Colin Powell, the first Black US former secretary of state has died from complications from Covid-19, his family said on Facebook. He was 84.
Powell served as secretary of state during the presidency of George W. Bush and led the first Gulf War as chairman of the Joint Chiefs. His leadership in the Republican administrations helped shape American foreign policy in the last couple of years to the early years of the 20th and 21st century.
Powell, died Monday morning. He was “fully vaccinated” against the coronavirus, his family said. But he battled ailments, telling Washington Post journalist Bob Woodward over the summer that he had Parkinson’s disease. Powell’s longtime aide, Peggy Cifrino, said Monday that he was also treated over the past few years for multiple myeloma, a blood cancer that suppress the body’s immune system and unable able to fight infection. Meanwhile Studies have shown that those cancer patients don’t get as much protection from the COVID-19 vaccines as healthier people.

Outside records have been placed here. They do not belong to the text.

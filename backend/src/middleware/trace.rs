//! Request correlation middleware.
//!
//! Every request is served with a UUID held in task-local storage, which
//! lets logs and error bodies from one request be tied together. A well-formed inbound `trace-id` header
//! is reused; anything else is replaced by a fresh identifier. The identifier
//! is echoed back in the response header of the same name.
//!
//! Spawned tasks do not inherit the identifier; wrap their futures in
//! [`TraceId::scope`].

use std::fmt;
use std::future::Future;
use std::str::FromStr;
use std::task::{Context, Poll};
use std::time::Instant;

use actix_web::Error;
use actix_web::dev::{Service, ServiceRequest, ServiceResponse, Transform};
use actix_web::http::StatusCode;
use actix_web::http::header::{HeaderName, HeaderValue};
use futures_util::future::{LocalBoxFuture, Ready, ready};
use tokio::task_local;
use tracing::{error, info, warn};
use uuid::Uuid;

/// Header carrying the trace identifier in both directions.
pub const TRACE_ID_HEADER: &str = "trace-id";

task_local! {
    static TRACE_ID: TraceId;
}

/// Correlation identifier of the request being served.
///
/// ```
/// use backend::TraceId;
///
/// let parsed: Result<TraceId, _> = "6f1c2c7e-8f44-4d4b-9a39-2b7b1f0c9a11".parse();
/// assert!(parsed.is_ok());
/// assert!("not-a-uuid".parse::<TraceId>().is_err());
/// ```
#[derive(Debug, Clone, Copy, PartialEq, Eq)]
pub struct TraceId(Uuid);

impl TraceId {
    #[rustfmt::skip]
    fn generate() -> Self { Self(Uuid::new_v4()) }

    /// The identifier of the request in scope, if any.
    #[rustfmt::skip]
    pub fn current() -> Option<Self> { TRACE_ID.try_with(|id| *id).ok() }

    /// Run `fut` with `trace_id` as the current identifier.
    pub async fn scope<Fut>(trace_id: Self, fut: Fut) -> Fut::Output
    where
        Fut: Future,
    {
        TRACE_ID.scope(trace_id, fut).await
    }

    fn from_request(req: &ServiceRequest) -> Self {
        req.headers()
            .get(TRACE_ID_HEADER)
            .and_then(|value| value.to_str().ok())
            .and_then(|raw| raw.parse().ok())
            .unwrap_or_else(Self::generate)
    }
}

impl fmt::Display for TraceId {
    fn fmt(&self, f: &mut fmt::Formatter<'_>) -> fmt::Result {
        fmt::Display::fmt(&self.0, f)
    }
}

impl FromStr for TraceId {
    type Err = uuid::Error;

    fn from_str(raw: &str) -> Result<Self, Self::Err> {
        Uuid::parse_str(raw).map(Self)
    }
}

/// Middleware scoping a [`TraceId`] to each request and logging how it ended.
///
/// ```
/// use actix_web::App;
/// use backend::Trace;
///
/// let _app = App::new().wrap(Trace);
/// ```
#[derive(Clone)]
pub struct Trace;

impl<S, B> Transform<S, ServiceRequest> for Trace
where
    S: Service<ServiceRequest, Response = ServiceResponse<B>, Error = Error> + 'static,
    S::Future: 'static,
    B: 'static,
{
    type Response = ServiceResponse<B>;
    type Error = Error;
    type InitError = ();
    type Transform = TraceMiddleware<S>;
    type Future = Ready<Result<Self::Transform, Self::InitError>>;

    fn new_transform(&self, service: S) -> Self::Future {
        ready(Ok(TraceMiddleware { service }))
    }
}

pub struct TraceMiddleware<S> {
    service: S,
}

impl<S, B> Service<ServiceRequest> for TraceMiddleware<S>
where
    S: Service<ServiceRequest, Response = ServiceResponse<B>, Error = Error> + 'static,
    S::Future: 'static,
    B: 'static,
{
    type Response = ServiceResponse<B>;
    type Error = Error;
    type Future = LocalBoxFuture<'static, Result<Self::Response, Self::Error>>;

    fn poll_ready(&self, cx: &mut Context<'_>) -> Poll<Result<(), Self::Error>> {
        self.service.poll_ready(cx)
    }

    fn call(&self, req: ServiceRequest) -> Self::Future {
        let trace_id = TraceId::from_request(&req);
        let method = req.method().to_string();
        let path = req.path().to_owned();
        let started = Instant::now();
        let fut = TraceId::scope(trace_id, self.service.call(req));
        Box::pin(async move {
            let mut res = fut.await?;
            match HeaderValue::from_str(&trace_id.to_string()) {
                Ok(value) => {
                    res.response_mut()
                        .headers_mut()
                        .insert(HeaderName::from_static(TRACE_ID_HEADER), value);
                }
                Err(error) => {
                    error!(%error, %trace_id, "failed to encode trace identifier header");
                }
            }
            log_completion(
                trace_id,
                &method,
                &path,
                res.status(),
                started.elapsed().as_millis(),
            );
            Ok(res)
        })
    }
}

fn log_completion(trace_id: TraceId, method: &str, path: &str, status: StatusCode, elapsed_ms: u128) {
    let status_code = status.as_u16();
    if status.is_server_error() {
        error!(%trace_id, method, path, status = status_code, elapsed_ms, "request failed");
    } else if status.is_client_error() {
        warn!(%trace_id, method, path, status = status_code, elapsed_ms, "request rejected");
    } else {
        info!(%trace_id, method, path, status = status_code, elapsed_ms, "request completed");
    }
}

#[cfg(test)]
mod tests {
    use super::*;
    use actix_web::body::BoxBody;
    use actix_web::{App, HttpResponse, test, web};

    #[tokio::test]
    async fn scoped_futures_observe_the_identifier() {
        let id = TraceId::generate();
        assert_eq!(TraceId::scope(id, async { TraceId::current() }).await, Some(id));
    }

    #[tokio::test]
    async fn nothing_is_in_scope_outside_a_request() {
        assert_eq!(TraceId::current(), None);
    }

    async fn call_echo(req: test::TestRequest) -> ServiceResponse<BoxBody> {
        let app = test::init_service(App::new().wrap(Trace).route(
            "/",
            web::get().to(|| async move {
                let id = TraceId::current().expect("trace id in scope");
                HttpResponse::Ok().body(id.to_string())
            }),
        ))
        .await;
        test::call_service(&app, req.to_request()).await
    }

    fn header_of(res: &ServiceResponse<BoxBody>) -> String {
        res.headers()
            .get(TRACE_ID_HEADER)
            .expect("trace id header")
            .to_str()
            .expect("header is ascii")
            .to_owned()
    }

    #[actix_web::test]
    async fn exposes_trace_id_in_handler_and_header() {
        let res = call_echo(test::TestRequest::get().uri("/")).await;
        let trace_id = header_of(&res);

        let body = test::read_body(res).await;
        assert_eq!(std::str::from_utf8(&body).expect("utf8 body"), trace_id);
        assert!(Uuid::parse_str(&trace_id).is_ok());
    }

    #[actix_web::test]
    async fn reuses_well_formed_inbound_trace_id() {
        let inbound = "6f1c2c7e-8f44-4d4b-9a39-2b7b1f0c9a11";
        let req = test::TestRequest::get()
            .uri("/")
            .insert_header((TRACE_ID_HEADER, inbound));

        let res = call_echo(req).await;

        assert_eq!(header_of(&res), inbound);
    }

    #[actix_web::test]
    async fn replaces_malformed_inbound_trace_id() {
        let req = test::TestRequest::get()
            .uri("/")
            .insert_header((TRACE_ID_HEADER, "not-a-uuid"));

        let res = call_echo(req).await;

        let issued = header_of(&res);
        assert_ne!(issued, "not-a-uuid");
        assert!(Uuid::parse_str(&issued).is_ok());
    }
}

He had Parkinson’s disease. Powell had also been treated for prostate cancer in 2003.
And in a Facebook post. “We want to thank the medical staff at Walter Reed National Medical Center for their caring treatment,” the family said. “We have lost a remarkable and loving husband, father, grandfather and a great American.”
Former president Bush said in a statement Monday that Powell was “a great public servant” who was “such a favorite of Presidents that he earned the Presidential Medal of Freedom, twice. He was highly respected at home and abroad. And most important, Colin was a family man and a friend.”
In a White House statement, President Biden said Powell “believed in the promise of America because he lived it. And he devoted much of his life to making that promise a reality for so many others.”
Biden said Powell “embodied the highest ideals of both warrior and diplomat.”
“From his front-seat view of history, advising presidents and shaping our nation’s policies, Colin led with his personal commitment to the democratic values that make our country strong,” the president said. “Time and again, he put country before self, before party, before all else — in uniform and out — and it earned him the universal respect of the American people.”